What drives the use of preoperative biliary stenting in most institutions is not the correction of hyperbilirubinemia prior to resection, but the use of preoperative chemoradiation [9, 31]. As preoperative treatment generally requires 4 to 6 weeks of treatment, followed by restaging, then resection 2 to 4 weeks after completion of neoadjuvant therapy, it is simply not practical to have these patients remain jaundice for that long. In fact, in those institutions experience in preoperative chemoradiation, biliary stent related complications between drainage and restaging occurs approximately 15% of the time [31]. As all patients who undergo preoperative chemoradiation must have a pathologic diagnosis of pancreatic adenocarcinoma, this difference could also be interpreted that patients with cancer may have a lower rate of stent-caused postoperative complications than a group of patients with mixed malignant and benign diagnoses.

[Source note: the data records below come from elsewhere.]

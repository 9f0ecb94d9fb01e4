pub mod adapters;
pub mod creator;
pub mod finders;
pub mod gateway;
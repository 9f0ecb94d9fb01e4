use crate::domain::a001_merchant_account::aggregate::MerchantAccountId;
use crate::domain::a007_store_order::aggregate::{OrderLineId, ShippingAddressId, StoreOrderId};
use crate::domain::common::{AggregateId, BaseAggregate};
use rust_decimal::Decimal;
use serde::{Deserialize, Serialize};
use uuid::Uuid;

#[derive(Debug, Clone, Copy, PartialEq, Eq, Hash, Serialize, Deserialize)]
pub struct FulfillmentOrderId(pub Uuid);

impl FulfillmentOrderId {
    pub fn new(value: Uuid) -> Self {
        Self(value)
    }

    pub fn new_v4() -> Self {
        Self(Uuid::new_v4())
    }

    pub fn value(&self) -> Uuid {
        self.0
    }
}

impl AggregateId for FulfillmentOrderId {
    fn as_string(&self) -> String {
        self.0.to_string()
    }

    fn from_string(s: &str) -> Result<Self, String> {
        Uuid::parse_str(s)
            .map(FulfillmentOrderId::new)
            .map_err(|e| format!("Invalid UUID: {}", e))
    }
}

/// Local lifecycle status of a fulfillment order. Before a successful
/// submission the order moves through the local states; afterwards it
/// mirrors Amazon's own status vocabulary, carried raw so unknown
/// statuses survive a round trip.
#[derive(Debug, Clone, PartialEq, Eq, Serialize, Deserialize)]
pub enum FulfillmentStatus {
    Unsubmitted,
    SubmissionFailed,
    Submitted,
    Received,
    Invalid,
    Planning,
    Processing,
    Cancelled,
    Complete,
    CompletePartialled,
    Unfulfillable,
    Other(String),
}

impl FulfillmentStatus {
    pub fn as_str(&self) -> &str {
        match self {
            Self::Unsubmitted => "UNSUBMITTED",
            Self::SubmissionFailed => "SUBMISSION_FAILED",
            Self::Submitted => "SUBMITTED",
            Self::Received => "RECEIVED",
            Self::Invalid => "INVALID",
            Self::Planning => "PLANNING",
            Self::Processing => "PROCESSING",
            Self::Cancelled => "CANCELLED",
            Self::Complete => "COMPLETE",
            Self::CompletePartialled => "COMPLETEPARTIALLED",
            Self::Unfulfillable => "UNFULFILLABLE",
            Self::Other(raw) => raw,
        }
    }

    pub fn from_raw(raw: &str) -> Self {
        match raw {
            "UNSUBMITTED" => Self::Unsubmitted,
            "SUBMISSION_FAILED" => Self::SubmissionFailed,
            "SUBMITTED" => Self::Submitted,
            "RECEIVED" => Self::Received,
            "INVALID" => Self::Invalid,
            "PLANNING" => Self::Planning,
            "PROCESSING" => Self::Processing,
            "CANCELLED" => Self::Cancelled,
            "COMPLETE" => Self::Complete,
            "COMPLETEPARTIALLED" => Self::CompletePartialled,
            "UNFULFILLABLE" => Self::Unfulfillable,
            other => Self::Other(other.to_string()),
        }
    }
}

impl Default for FulfillmentStatus {
    fn default() -> Self {
        Self::Unsubmitted
    }
}

/// One outbound-shipment request to Amazon, scoped to a single
/// destination address. A store order fans out into one fulfillment
/// order per distinct shipping address.
#[derive(Debug, Clone, Serialize, Deserialize)]
pub struct FulfillmentOrder {
    #[serde(flatten)]
    pub base: BaseAggregate<FulfillmentOrderId>,

    /// Deterministic external ID: the order number, suffixed with a
    /// 3-digit 1-based sequence when the order ships to several
    /// addresses
    pub fulfillment_id: String,
    pub order: StoreOrderId,
    pub merchant: MerchantAccountId,
    pub shipping_address: ShippingAddressId,
    pub status: FulfillmentStatus,
    pub shipping_speed: String,
    pub date_updated: chrono::DateTime<chrono::Utc>,
}

impl FulfillmentOrder {
    pub fn new_for_insert(
        fulfillment_id: String,
        order: StoreOrderId,
        merchant: MerchantAccountId,
        shipping_address: ShippingAddressId,
        shipping_speed: String,
        comment: Option<String>,
    ) -> Self {
        let description = format!("Outbound shipment {}", fulfillment_id);
        let mut base =
            BaseAggregate::new(FulfillmentOrderId::new_v4(), String::new(), description);
        base.comment = comment;
        Self {
            base,
            fulfillment_id,
            order,
            merchant,
            shipping_address,
            status: FulfillmentStatus::Unsubmitted,
            shipping_speed,
            date_updated: chrono::Utc::now(),
        }
    }

    pub fn before_write(&mut self) {
        self.base.touch();
    }
}

/// One-to-one companion of a store order line; picks up shipment and
/// package assignments as Amazon reports them
#[derive(Debug, Clone, Serialize, Deserialize)]
pub struct FulfillmentOrderLine {
    pub id: Uuid,
    pub fulfillment_order: FulfillmentOrderId,
    pub order_line: OrderLineId,
    /// Externally visible item identifier (line reference or SKU)
    pub order_item_id: String,
    pub quantity: i32,
    pub comment: Option<String>,
    pub price_incl_tax: Option<Decimal>,
    pub price_currency: Option<String>,
    pub shipment: Option<Uuid>,
    pub package: Option<Uuid>,
}

/// One physical shipment Amazon reports against a fulfillment order.
/// `shipment_id` is the natural key for upserts.
#[derive(Debug, Clone, Serialize, Deserialize)]
pub struct FulfillmentShipment {
    pub id: Uuid,
    pub shipment_id: String,
    pub order: StoreOrderId,
    pub status: String,
    pub fulfillment_center_id: String,
    pub date_estimated_arrival: Option<chrono::DateTime<chrono::Utc>>,
    pub date_shipped: Option<chrono::DateTime<chrono::Utc>>,
}

/// Package within a shipment, keyed by `(shipment, package_number)`
#[derive(Debug, Clone, Serialize, Deserialize)]
pub struct ShipmentPackage {
    pub id: Uuid,
    pub shipment: Uuid,
    pub package_number: i32,
    pub tracking_number: String,
    pub carrier_code: String,
}
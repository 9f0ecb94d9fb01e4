use crate::domain::a006_catalog_product::aggregate::CatalogProductId;
use crate::domain::common::{AggregateId, BaseAggregate};
use rust_decimal::Decimal;
use serde::{Deserialize, Serialize};
use uuid::Uuid;

#[derive(Debug, Clone, Copy, PartialEq, Eq, Hash, Serialize, Deserialize)]
pub struct StoreOrderId(pub Uuid);

impl StoreOrderId {
    pub fn new(value: Uuid) -> Self {
        Self(value)
    }

    pub fn new_v4() -> Self {
        Self(Uuid::new_v4())
    }

    pub fn value(&self) -> Uuid {
        self.0
    }
}

impl AggregateId for StoreOrderId {
    fn as_string(&self) -> String {
        self.0.to_string()
    }

    fn from_string(s: &str) -> Result<Self, String> {
        Uuid::parse_str(s)
            .map(StoreOrderId::new)
            .map_err(|e| format!("Invalid UUID: {}", e))
    }
}

#[derive(Debug, Clone, Copy, PartialEq, Eq, Hash, Serialize, Deserialize)]
pub struct OrderLineId(pub Uuid);

impl OrderLineId {
    pub fn new(value: Uuid) -> Self {
        Self(value)
    }

    pub fn new_v4() -> Self {
        Self(Uuid::new_v4())
    }

    pub fn value(&self) -> Uuid {
        self.0
    }
}

impl AggregateId for OrderLineId {
    fn as_string(&self) -> String {
        self.0.to_string()
    }

    fn from_string(s: &str) -> Result<Self, String> {
        Uuid::parse_str(s)
            .map(OrderLineId::new)
            .map_err(|e| format!("Invalid UUID: {}", e))
    }
}

#[derive(Debug, Clone, Copy, PartialEq, Eq, Hash, Serialize, Deserialize)]
pub struct ShippingAddressId(pub Uuid);

impl ShippingAddressId {
    pub fn new(value: Uuid) -> Self {
        Self(value)
    }

    pub fn new_v4() -> Self {
        Self(Uuid::new_v4())
    }

    pub fn value(&self) -> Uuid {
        self.0
    }
}

impl AggregateId for ShippingAddressId {
    fn as_string(&self) -> String {
        self.0.to_string()
    }

    fn from_string(s: &str) -> Result<Self, String> {
        Uuid::parse_str(s)
            .map(ShippingAddressId::new)
            .map_err(|e| format!("Invalid UUID: {}", e))
    }
}

/// Store order, the collaborator the fulfillment reconciler fans out
/// from. `code` on the base carries the order number.
#[derive(Debug, Clone, Serialize, Deserialize)]
pub struct StoreOrder {
    #[serde(flatten)]
    pub base: BaseAggregate<StoreOrderId>,

    pub number: String,
    pub email: Option<String>,
    pub date_placed: chrono::DateTime<chrono::Utc>,
    /// Default destination for lines without an explicit address
    pub shipping_address: Option<ShippingAddressId>,
}

impl StoreOrder {
    pub fn new_for_insert(number: String, email: Option<String>) -> Self {
        let description = format!("Order #{}", number);
        Self {
            base: BaseAggregate::new(StoreOrderId::new_v4(), number.clone(), description),
            number,
            email,
            date_placed: chrono::Utc::now(),
            shipping_address: None,
        }
    }

    pub fn before_write(&mut self) {
        self.base.touch();
    }
}

/// One order line. The partner SKU doubles as the externally visible
/// item identifier unless a line reference overrides it.
#[derive(Debug, Clone, Serialize, Deserialize)]
pub struct OrderLine {
    pub id: OrderLineId,
    pub order: StoreOrderId,
    pub product: CatalogProductId,
    pub partner_sku: String,
    pub partner_line_reference: Option<String>,
    pub quantity: i32,
    pub unit_price_incl_tax: Option<Decimal>,
    pub line_price_incl_tax: Option<Decimal>,
    /// Per-line destination override; falls back to the order's address
    pub shipping_address: Option<ShippingAddressId>,
}

impl OrderLine {
    pub fn new(
        order: StoreOrderId,
        product: CatalogProductId,
        partner_sku: String,
        quantity: i32,
    ) -> Self {
        Self {
            id: OrderLineId::new_v4(),
            order,
            product,
            partner_sku,
            partner_line_reference: None,
            quantity,
            unit_price_incl_tax: None,
            line_price_incl_tax: None,
            shipping_address: None,
        }
    }
}

/// Destination address snapshot
#[derive(Debug, Clone, Serialize, Deserialize)]
pub struct ShippingAddress {
    pub id: ShippingAddressId,
    pub name: String,
    pub line1: String,
    pub line2: Option<String>,
    pub line3: Option<String>,
    pub city: String,
    pub state: Option<String>,
    pub postcode: String,
    pub country_code: String,
}

impl ShippingAddress {
    pub fn new(name: String, line1: String, city: String, postcode: String, country_code: String) -> Self {
        Self {
            id: ShippingAddressId::new_v4(),
            name,
            line1,
            line2: None,
            line3: None,
            city,
            state: None,
            postcode,
            country_code,
        }
    }
}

In summary, despite the variation in definitions and complication occurrence rates, the use of preoperative biliary stents probably increases the rates of postoperative wound infection by 5%. However, postoperative death, intra-abdominal abscess and total complication rates do not appear affected. Therefore, there is no overwhelming reason to use or avoid preoperative biliary stents. Nevertheless, there may be very good reasons to use biliary stents preoperatively. For example, patients who are to undergo preoperative chemoradiation prior to resection, patients who may have some question of cholangitis, or patients with severe jaundice-related pruritus requiring symptom relief prior to resection. The use of preoperative biliary remains an individual decision by the physicians care for patients with periampullary tumors. However, only a well-designed randomized controlled trial with a large number of patients will truly resolve this issue.